I think it should not be a specialized Exit contract, but a generic MessageBeaconChain contract, where the semantics of the message are only parsed on beacon chain side.

If spam is a consideration even with tx fees, one can hook up an additional eth-burning to the contract (e.g. you have to send 0.001 ETH for message to be passed on the beacon chain side).

Hmm, interesting idea to generalize the message bus. What messages other than {deposit,exit} do you foresee being interesting here?

I’m a community member of Shared Stake. Our eth2 staking protocol has ~16K underlying ether and one of our main devs – the one holding the eth2 staking validating keys – has rugged us (to keep it succinct). Our Veth2 eth2 keys are currently held only by him. In our community we have been wanting a solution like this implemented ASAP because of what’s at stake (potentially losing 16k+ Eth to a rogue dev who has ownership of the keys and not being able to fully trust his actions moving forward). As it stands the dev seems willing to share the keys → allow a solution like this to emerge. I post this just to let you know this really matters to a bunch of people (hundreds who were staking with Veth2/Shared Stake with tens of millions of dollars behind them) and hope researchers can work + collaborate/talk with the white hat devs left on our protocol on a solution that will allow us to safely secure our funds at the merge.

One of potential ways to abstract state layout is to expose host functions or precompiles that verify the proof linking validator, shard data commitments or any other pieces of beacon state to the state root, e.g. verify_validator_proof(proof: bytes).

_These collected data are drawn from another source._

use serde::Deserialize;
use serde_json::Value;

/// A property or environment value from the service definition.
///
/// Classification happens once, while the definition is deserialized, so
/// nothing downstream has to inspect the raw JSON shape again.
#[derive(Clone, Debug, Deserialize, Eq, PartialEq)]
#[serde(from = "Value")]
pub enum PropertyValue {
    /// Concrete value rendered as the string handed to the queue service.
    /// Nested plain values are JSON-encoded.
    Resolved(String),

    /// Reference to another resource (`Ref`, `Fn::GetAtt`, ...) that only the
    /// owning infrastructure tool could resolve
    DynamicReference(Value),

    /// Explicit `null`
    Null,
}

impl PropertyValue {
    pub fn as_resolved(&self) -> Option<&str> {
        match self {
            PropertyValue::Resolved(value) => Some(value),
            _ => None,
        }
    }

    pub fn is_dynamic(&self) -> bool {
        matches!(self, PropertyValue::DynamicReference(_))
    }

    /// Raw JSON form, used in warnings.
    pub fn raw(&self) -> String {
        match self {
            PropertyValue::Resolved(value) => Value::String(value.clone()).to_string(),
            PropertyValue::DynamicReference(value) => value.to_string(),
            PropertyValue::Null => "null".to_string(),
        }
    }
}

impl From<Value> for PropertyValue {
    fn from(value: Value) -> Self {
        match value {
            Value::Null => PropertyValue::Null,
            Value::String(value) => PropertyValue::Resolved(value),
            Value::Bool(value) => PropertyValue::Resolved(value.to_string()),
            Value::Number(value) => PropertyValue::Resolved(value.to_string()),
            nested if is_reference(&nested) => PropertyValue::DynamicReference(nested),
            nested => PropertyValue::Resolved(nested.to_string()),
        }
    }
}

impl From<&str> for PropertyValue {
    fn from(value: &str) -> Self {
        PropertyValue::Resolved(value.to_string())
    }
}

fn is_reference(value: &Value) -> bool {
    match value {
        Value::Object(map) => {
            map.keys().any(|key| key == "Ref" || key.starts_with("Fn::"))
                || map.values().any(contains_object)
        }
        Value::Array(items) => items.iter().any(contains_object),
        _ => false,
    }
}

fn contains_object(value: &Value) -> bool {
    match value {
        Value::Object(_) => true,
        Value::Array(items) => items.iter().any(contains_object),
        _ => false,
    }
}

Commitment scheme and state layout updates will cause this function to be updated with no requirement on changing existing applications.

Off the top of my head:

• credential rotation
• “skimming” rewards from a validator without full withdrawal and redeposit

Speaking as a tech guy from liquid staking protocol, we likely wouldn’t have any use for individual proofs about validator states. We’ve got thousands of them, it’s too expensive to process them one by one.

What we’ll do is probably make a zk proof over some aggregate function over beacon state, so we would only need BEACONROOT, and the rest would be handled by ZK cryptography.

thanks for your message! had followed the shared stake situation loosely and hope that we can use some of the ideas here to ameliorate the problem(s). if you think it’s helpful to connect the threads with any of the whitehat devs in that community, feel free to connect me on telegram: @paperun

Very cool proposal!

Just wanted to add one point to this discussion. Namely that the cost of griefing - be it via DOS on eth2 or censorship bribes on eth1 needs to only be comparable to the time duration required to get the ETH slashed with incorrect attestations.

There isn’t much benefit for a pool operator to bleed funds and censor forever. What can, however, make sense is to spend a small amount of funds and censor just long enough to get the 32 ETH slashed.

This will be part of the larger “pay me 16 ETH ransom for honest 32 ETH withdrawal” attack which is possible in status quo.

Potentially such host functions may be able to verify multiple validator entries at once given multi proof. It would add complexity to the gas formula of the function but looks feasible to do. This verification is about to be enshrined in system contract that burns receipt, emits required amount of ETH and sends it to withdrawal address. What place do you think ZK circuit can be put at?

maybe in the future some withdraw excess ETH msg?

I like this direction, makes a lot of sense to have contract control exit as well.

I do think if we keep adding specialized cases (prefixes) it will confuse people, add attack vectors and will complicate potential “migration” between those prefixes.
Might be worth while thinking about a more generic solution (like the message bus mentioned) where different “extensions” can be added and DOS could be mitigated via fee.

We need to get sum of 20k of validators in a smart contract once per day. That’s a very rough estimation but I think it will cost about 2B gas if done via merkle root verificatio, which is obviously unfeasible.